It's primarily a factor of the yeast you use. Montrachet has a fairly high attenuation (I remember a Basic Brewing Video episode where they calculated something like 80% app. att. for Montrachet). White Labs and Wyeast have less attenuating "sweet mead" yeasts, and there should be equivalent dry wine yeasts as well. These will leave more residual sugars.
 
I have never brewed a Mead, and am a relative newcomer, but I can offer some suggestions and others can correct me...

You can always add lactose (milk sugar) to your brew, because it is unfermentable and hence only adds sweetness. (This is used in milk/sweet stout).

Others add Splenda. I am not sure the quantity but I am sure someone will chime in.

The Montrachet yeast seems a very popular yeast, but it does attenuate well, so if it does its job it is going to convert most of the fermentable sugars. You could look for a wine yeast with a lower attenuation rate.

I do believe, though, there are things you can add to wine to cause the fermentation to stop, which you wouldnt do in a beer due to the potential off flavors it may cause... though I may be wrong, maybe you dont do this in windes either...

As I am going to brew some fruit wines myself as soon as my fermenting buckets empty I would love to hear some answers to this question too... And due to my diet I cannot use the lactose, and if there is a way to avoid adding Splenda I would appreciate it, so alternative methods are something I am interested in studying...
 
One way of making a sweet mead is to use a yeast with lower alcohol tolerance. Another is to kill the yeast with campden and back-sweeten with more honey.
 
Dont use lactose it will affect mouthfeel, if you have to back sweeten use splenda or stabilize your mead and then use a honey water solution to add sweetness back in. Im not sure about the adding wine idea. Another way you can achieve sweet is to figure out the tolerance of your yeast then determine how much honey to use in the beginning to achiever sweet, semi, or dry in your final product.
 
Dont use lactose it will affect mouthfeel,
+1 Mead is a wine and should not really have a big bready mouthfeel. If you must, you should sweeten with Splenda or MaltoDextrin. The MD will also add to mouthfeel, so I'd avoid that too.

I tend to taste mead as sweeter than it really is.

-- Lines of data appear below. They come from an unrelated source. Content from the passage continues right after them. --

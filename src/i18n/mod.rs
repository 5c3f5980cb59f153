//! Language metadata and translation observability.
//!
//! - `registry`: the fixed set of supported languages and their metadata
//! - `metrics`: process-wide translation counters
//!
//! # Example
//!
//! ```rust,ignore
//! use crate::i18n::LanguageRegistry;
//!
//! for lang in LanguageRegistry::get().list() {
//!     println!("{} -> {}", lang.code, lang.nllb_code);
//! }
//! ```

mod metrics;
mod registry;

pub use metrics::{MetricsReport, TranslationMetrics};
pub use registry::{LanguageConfig, LanguageRegistry, PIVOT_CODE};
//! In-process translator stubs for unit tests.

use super::{ModelCodes, ModelError, ModelLoader, TranslationCandidate, Translator};
use async_trait::async_trait;
use std::collections::HashSet;
use std::sync::atomic::{AtomicUsize, Ordering};
use std::sync::Arc;
use std::time::Duration;

/// Loader producing deterministic translators that tag their output with the
/// codes they were invoked with: `"[src>tgt] text"`.
#[derive(Default)]
pub struct FakeLoader {
    loads: AtomicUsize,
    calls: Arc<AtomicUsize>,
    failing_models: HashSet<String>,
    unloadable_models: HashSet<String>,
    silent_models: HashSet<String>,
    blank_models: HashSet<String>,
    load_delay: Option<Duration>,
}

impl FakeLoader {
    pub fn new() -> Self {
        Self::default()
    }

    /// Translators for `model_id` load fine but fail every inference call.
    pub fn with_failing_model(mut self, model_id: &str) -> Self {
        self.failing_models.insert(model_id.to_string());
        self
    }

    /// Loading `model_id` fails.
    pub fn with_unloadable_model(mut self, model_id: &str) -> Self {
        self.unloadable_models.insert(model_id.to_string());
        self
    }

    /// Translators for `model_id` return no candidates at all.
    pub fn with_silent_model(mut self, model_id: &str) -> Self {
        self.silent_models.insert(model_id.to_string());
        self
    }

    /// Translators for `model_id` return a single candidate with empty text.
    pub fn with_blank_model(mut self, model_id: &str) -> Self {
        self.blank_models.insert(model_id.to_string());
        self
    }

    pub fn with_load_delay(mut self, delay: Duration) -> Self {
        self.load_delay = Some(delay);
        self
    }

    pub fn loads(&self) -> usize {
        self.loads.load(Ordering::SeqCst)
    }

    /// Inference calls made through any translator this loader produced.
    pub fn calls(&self) -> usize {
        self.calls.load(Ordering::SeqCst)
    }
}

#[async_trait]
impl ModelLoader for FakeLoader {
    async fn load(&self, model_id: &str) -> Result<Arc<dyn Translator>, ModelError> {
        if let Some(delay) = self.load_delay {
            tokio::time::sleep(delay).await;
        }
        self.loads.fetch_add(1, Ordering::SeqCst);

        if self.unloadable_models.contains(model_id) {
            return Err(ModelError::Load {
                model: model_id.to_string(),
                message: "weights not found".to_string(),
            });
        }

        let behavior = if self.failing_models.contains(model_id) {
            Behavior::Fail
        } else if self.silent_models.contains(model_id) {
            Behavior::NoCandidates
        } else if self.blank_models.contains(model_id) {
            Behavior::BlankText
        } else {
            Behavior::Tag
        };

        Ok(Arc::new(FakeTranslator {
            model_id: model_id.to_string(),
            behavior,
            calls: Arc::clone(&self.calls),
        }))
    }
}

#[derive(Debug, Clone, Copy)]
enum Behavior {
    Tag,
    Fail,
    NoCandidates,
    BlankText,
}

pub struct FakeTranslator {
    model_id: String,
    behavior: Behavior,
    calls: Arc<AtomicUsize>,
}

#[async_trait]
impl Translator for FakeTranslator {
    fn model_id(&self) -> &str {
        &self.model_id
    }

    async fn translate(
        &self,
        text: &str,
        codes: &ModelCodes,
    ) -> Result<Vec<TranslationCandidate>, ModelError> {
        self.calls.fetch_add(1, Ordering::SeqCst);

        match self.behavior {
            Behavior::Fail => Err(ModelError::Inference {
                model: self.model_id.clone(),
                message: "CUDA out of memory".to_string(),
            }),
            Behavior::NoCandidates => Ok(Vec::new()),
            Behavior::BlankText => Ok(vec![
                TranslationCandidate {
                    translation_text: String::new(),
                },
                TranslationCandidate {
                    translation_text: "second candidate".to_string(),
                },
            ]),
            Behavior::Tag => Ok(vec![
                TranslationCandidate {
                    translation_text: format!("[{}>{}] {}", codes.src_lang, codes.tgt_lang, text),
                },
                TranslationCandidate {
                    translation_text: "second candidate".to_string(),
                },
            ]),
        }
    }
}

I think the nose and tongue see the honey and says sweet, and it is a more powerful sensation than the tongue and throat saying "DRY"

If you want a sweeter mead, simply find out what ABV% tolerance your yeast has and add a bit more honey. Like David said....Kill off the yeast before it has converted all of the sugars. I don't think that campden on it's own is enough to kill off the yeast, and having never tried, I can't say from experience.
 
See, this is why I posted, so I could learn more...

So Lactose doesnt work too well for wine, since it adds a bit to mouthfeel. Good to know.

And Campden is the addition I was thinking of. But it may not kill off all of the yeast? It seems to sell itself under the auspices that it does.

At least in beer, yeast doesnt just go sugar=alcohol. There are intermediate steps, all of which produce different chemicals and flavors. In a full fermentation, the yeast essentially cleans up after itself. If the yeast is prematurely stopped you can get Acetaldehyde (green apple flavors) or diacetyl (caramel/buttery flavors), which you dont want (hypothetically). Do these not happen in wine yeasts?